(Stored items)
•••••

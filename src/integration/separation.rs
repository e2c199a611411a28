//! Declarative separation rules: which partition owns a fact.
//!
//! A rule is a pure predicate over a single fact. The routing table pairs
//! each partition with one rule; rules plus the default partition fully
//! determine where every fact of a combined set ends up.

use serde::{Deserialize, Serialize};

use crate::fact::{Fact, Term};

/// Predicate mapping a fact to its owning partition.
#[derive(Debug, Clone, PartialEq, Eq, Serialize, Deserialize)]
#[serde(tag = "rule", content = "value")]
pub enum SeparationRule {
    /// Matches facts whose subject IRI starts with the given prefix.
    /// This is the classic namespace split: every resource minted under a
    /// dataset's namespace belongs to that dataset's partition.
    SubjectPrefix(String),
    /// Matches facts whose predicate IRI starts with the given prefix.
    PredicatePrefix(String),
    /// Matches facts with exactly the given predicate IRI.
    Predicate(String),
    /// Matches facts whose object is a reference with the given prefix.
    /// Useful for routing link assertions to the partition of their target.
    ObjectPrefix(String),
}

impl SeparationRule {
    /// Whether the given fact belongs to this rule's partition.
    pub fn matches(&self, fact: &Fact) -> bool {
        match self {
            Self::SubjectPrefix(prefix) => fact.subject.starts_with(prefix),
            Self::PredicatePrefix(prefix) => fact.predicate.starts_with(prefix),
            Self::Predicate(predicate) => fact.predicate == *predicate,
            Self::ObjectPrefix(prefix) => match &fact.object {
                Term::Iri { iri } => iri.starts_with(prefix),
                Term::Literal { .. } => false,
            },
        }
    }
}

#[cfg(test)]
mod tests {
    use super::*;

    #[test]
    fn subject_prefix() {
        let rule = SeparationRule::SubjectPrefix("urn:spatial:".into());
        assert!(rule.matches(&Fact::new("urn:spatial:r1", "urn:p", Term::iri("urn:x"))));
        assert!(!rule.matches(&Fact::new("urn:org:u1", "urn:p", Term::iri("urn:x"))));
    }

    #[test]
    fn exact_predicate() {
        let rule = SeparationRule::Predicate("urn:locatedIn".into());
        assert!(rule.matches(&Fact::new("urn:a", "urn:locatedIn", Term::iri("urn:b"))));
        assert!(!rule.matches(&Fact::new("urn:a", "urn:locatedInside", Term::iri("urn:b"))));
    }

    #[test]
    fn object_prefix_ignores_literals() {
        let rule = SeparationRule::ObjectPrefix("urn:spatial:".into());
        assert!(rule.matches(&Fact::new("urn:a", "urn:p", Term::iri("urn:spatial:b"))));
        assert!(!rule.matches(&Fact::new("urn:a", "urn:p", Term::literal("urn:spatial:b"))));
    }
}
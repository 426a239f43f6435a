use html_escape::decode_html_entities;
use quick_xml::encoding::Decoder;
use quick_xml::events::{BytesStart, Event};
use quick_xml::Reader;

use crate::app::{ReelwatchError, Result};
use crate::extractor::tree::{Element, Node};

/// Best-effort parse for feeds that are not well-formed XML.
///
/// End tags close the nearest open element of the same name and are
/// ignored when nothing matches. Elements still open when the input ends
/// (or becomes unreadable) are closed at that point. Text and attribute
/// values are decoded from the encoding named in the XML declaration. Fails
/// only if no element at all could be read.
pub fn parse_lenient(data: &[u8]) -> Result<Element> {
    let mut reader = Reader::from_reader(data);
    {
        let config = reader.config_mut();
        config.check_end_names = false;
        config.allow_unmatched_ends = true;
        config.check_comments = false;
    }

    let mut document = Element::default();
    let mut open: Vec<Element> = Vec::new();

    loop {
        match reader.read_event() {
            Ok(Event::Start(start)) => open.push(element_from(&start, reader.decoder())),
            Ok(Event::Empty(start)) => {
                attach(&mut document, &mut open, element_from(&start, reader.decoder()))
            }
            Ok(Event::End(end)) => {
                let name = lossy(end.local_name().as_ref());
                if let Some(depth) = open.iter().rposition(|el| el.name == name) {
                    while open.len() > depth {
                        if let Some(el) = open.pop() {
                            attach(&mut document, &mut open, el);
                        }
                    }
                }
            }
            Ok(Event::Text(text)) => {
                let raw = decode(reader.decoder(), &text);
                push_text(&mut open, decode_html_entities(&raw).into_owned());
            }
            Ok(Event::CData(cdata)) => {
                push_text(&mut open, decode(reader.decoder(), &cdata));
            }
            Ok(Event::Eof) => break,
            Ok(_) => {}
            Err(e) => {
                tracing::debug!(
                    "Recovering parser stopped at byte {}: {}",
                    reader.buffer_position(),
                    e
                );
                break;
            }
        }
    }

    while let Some(el) = open.pop() {
        attach(&mut document, &mut open, el);
    }

    if document.children.is_empty() {
        return Err(ReelwatchError::FeedParse(
            "no XML elements found in input".into(),
        ));
    }

    Ok(document)
}

fn element_from(start: &BytesStart<'_>, decoder: Decoder) -> Element {
    let mut element = Element::new(lossy(start.local_name().as_ref()));
    for attr in start.attributes().with_checks(false).flatten() {
        let key = lossy(attr.key.local_name().as_ref());
        let raw = decode(decoder, &attr.value);
        element
            .attributes
            .push((key, decode_html_entities(&raw).into_owned()));
    }
    element
}

fn attach(document: &mut Element, open: &mut [Element], element: Element) {
    match open.last_mut() {
        Some(parent) => parent.children.push(Node::Element(element)),
        None => document.children.push(Node::Element(element)),
    }
}

fn push_text(open: &mut [Element], text: String) {
    // Text outside of any element carries nothing of interest.
    if let Some(parent) = open.last_mut() {
        parent.children.push(Node::Text(text));
    }
}

/// Falls back to lossy UTF-8 for bytes invalid in the declared encoding.
fn decode(decoder: Decoder, bytes: &[u8]) -> String {
    match decoder.decode(bytes) {
        Ok(text) => text.into_owned(),
        Err(_) => String::from_utf8_lossy(bytes).into_owned(),
    }
}

fn lossy(bytes: &[u8]) -> String {
    String::from_utf8_lossy(bytes).into_owned()
}

#[cfg(test)]
mod tests {
    use super::*;

    fn names(doc: &Element) -> Vec<String> {
        doc.descendants().iter().map(|e| e.name.clone()).collect()
    }

    #[test]
    fn test_recovers_mismatched_end_tags() {
        let doc = parse_lenient(b"<rss><channel><item><title>A</b></title></item></channel></rss>")
            .unwrap();
        assert_eq!(names(&doc), vec!["rss", "channel", "item", "title"]);
        assert_eq!(doc.text(), "A");
    }

    #[test]
    fn test_closes_unterminated_elements() {
        let doc = parse_lenient(b"<rss><channel><item><title>A</title><link>http://x/1").unwrap();
        assert_eq!(names(&doc), vec!["rss", "channel", "item", "title", "link"]);
        let link = doc.descendants().into_iter().find(|e| e.is_named("link")).unwrap();
        assert_eq!(link.text(), "http://x/1");
    }

    #[test]
    fn test_end_tag_closes_skipped_children() {
        let doc = parse_lenient(b"<item><title>A<link>x</item><item><title>B</title></item>").unwrap();
        let items: Vec<&Element> = doc
            .descendants()
            .into_iter()
            .filter(|e| e.is_named("item"))
            .collect();
        assert_eq!(items.len(), 2);
    }

    #[test]
    fn test_decodes_html_entities() {
        let doc = parse_lenient(b"<title>Caf&eacute;&nbsp;&amp; Bar</title>").unwrap();
        assert_eq!(doc.text(), "Caf\u{e9}\u{a0}& Bar");
    }

    #[test]
    fn test_declared_latin1_encoding() {
        let data = b"<?xml version=\"1.0\" encoding=\"ISO-8859-1\"?>\
                     <title lang=\"d\xe9\">Caf\xe9 cr\xe8me</title>";
        let doc = parse_lenient(data).unwrap();
        let title = doc.child_elements().next().unwrap();
        assert_eq!(title.text(), "Caf\u{e9} cr\u{e8}me");
        assert_eq!(title.attribute("lang"), Some("d\u{e9}"));
    }

    #[test]
    fn test_duplicate_attributes_keep_first() {
        let doc = parse_lenient(br#"<enclosure url="http://x/a.mp4" type="video/mp4" url="dup"/>"#)
            .unwrap();
        let enclosure = doc.child_elements().next().unwrap();
        assert_eq!(enclosure.attribute("url"), Some("http://x/a.mp4"));
        assert_eq!(enclosure.attribute("type"), Some("video/mp4"));
    }

    #[test]
    fn test_plain_text_fails() {
        assert!(parse_lenient(b"this is not xml at all").is_err());
        assert!(parse_lenient(b"").is_err());
    }
}
use regex::Regex;

use crate::app::Result;

/// A download filter: URLs matching `pattern` are fetched, optionally with
/// a custom User-Agent.
#[derive(Debug, Clone)]
pub struct Filter {
    pub pattern: Regex,
    pub agent: Option<String>,
}

impl Filter {
    pub fn new(pattern: &str, agent: Option<String>) -> Result<Self> {
        Ok(Self {
            pattern: Regex::new(pattern)?,
            agent: agent.filter(|a| !a.trim().is_empty()),
        })
    }

    pub fn is_match(&self, url: &str) -> bool {
        self.pattern.is_match(url)
    }
}

/// Return the first filter, in list order, whose pattern matches `url`.
pub fn match_url<'a>(filters: &'a [Filter], url: &str) -> Option<&'a Filter> {
    filters.iter().find(|f| f.is_match(url))
}

#[cfg(test)]
mod tests {
    use super::*;

    fn filters(patterns: &[&str]) -> Vec<Filter> {
        patterns
            .iter()
            .map(|p| Filter::new(p, None).unwrap())
            .collect()
    }

    #[test]
    fn test_first_matching_filter_wins() {
        let list = filters(&[r"\.mkv$", r"\.mp4$"]);
        let matched = match_url(&list, "http://x/a.mp4").unwrap();
        assert_eq!(matched.pattern.as_str(), r"\.mp4$");
    }

    #[test]
    fn test_order_decides_between_overlapping_filters() {
        let mut list = filters(&[r"trailer", r"\.mov$"]);
        list[1].agent = Some("QuickTime/7.6".into());
        let matched = match_url(&list, "http://x/trailer.mov").unwrap();
        assert_eq!(matched.pattern.as_str(), "trailer");
        assert_eq!(matched.agent, None);
    }

    #[test]
    fn test_no_match() {
        let list = filters(&[r"\.mkv$"]);
        assert!(match_url(&list, "http://x/a.mp4").is_none());
    }

    #[test]
    fn test_empty_list_never_matches() {
        assert!(match_url(&[], "http://x/a.mp4").is_none());
    }

    #[test]
    fn test_matches_url_not_substring_anchor() {
        let list = filters(&[r"^http://apple\.com/.*_h720p\.mov$"]);
        assert!(match_url(&list, "http://apple.com/trailers/foo_h720p.mov").is_some());
        assert!(match_url(&list, "http://apple.com/trailers/foo_h480p.mov").is_none());
    }

    #[test]
    fn test_invalid_pattern_is_rejected() {
        assert!(Filter::new("(unclosed", None).is_err());
    }

    #[test]
    fn test_blank_agent_is_dropped() {
        let filter = Filter::new(r"\.mov$", Some(" ".into())).unwrap();
        assert_eq!(filter.agent, None);
    }
}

•••••

[Problem to work on] Exactly as written, repeat each line from the beginning of the data above to the line containing "default partition fully", inclusive.

[Response to the task]
filename src/integration/separation.rs
repository e2c199a611411a28
//! Declarative separation rules: which partition owns a fact.
//!
//! A rule is a pure predicate over a single fact. The routing table pairs
//! each partition with one rule; rules plus the default partition fully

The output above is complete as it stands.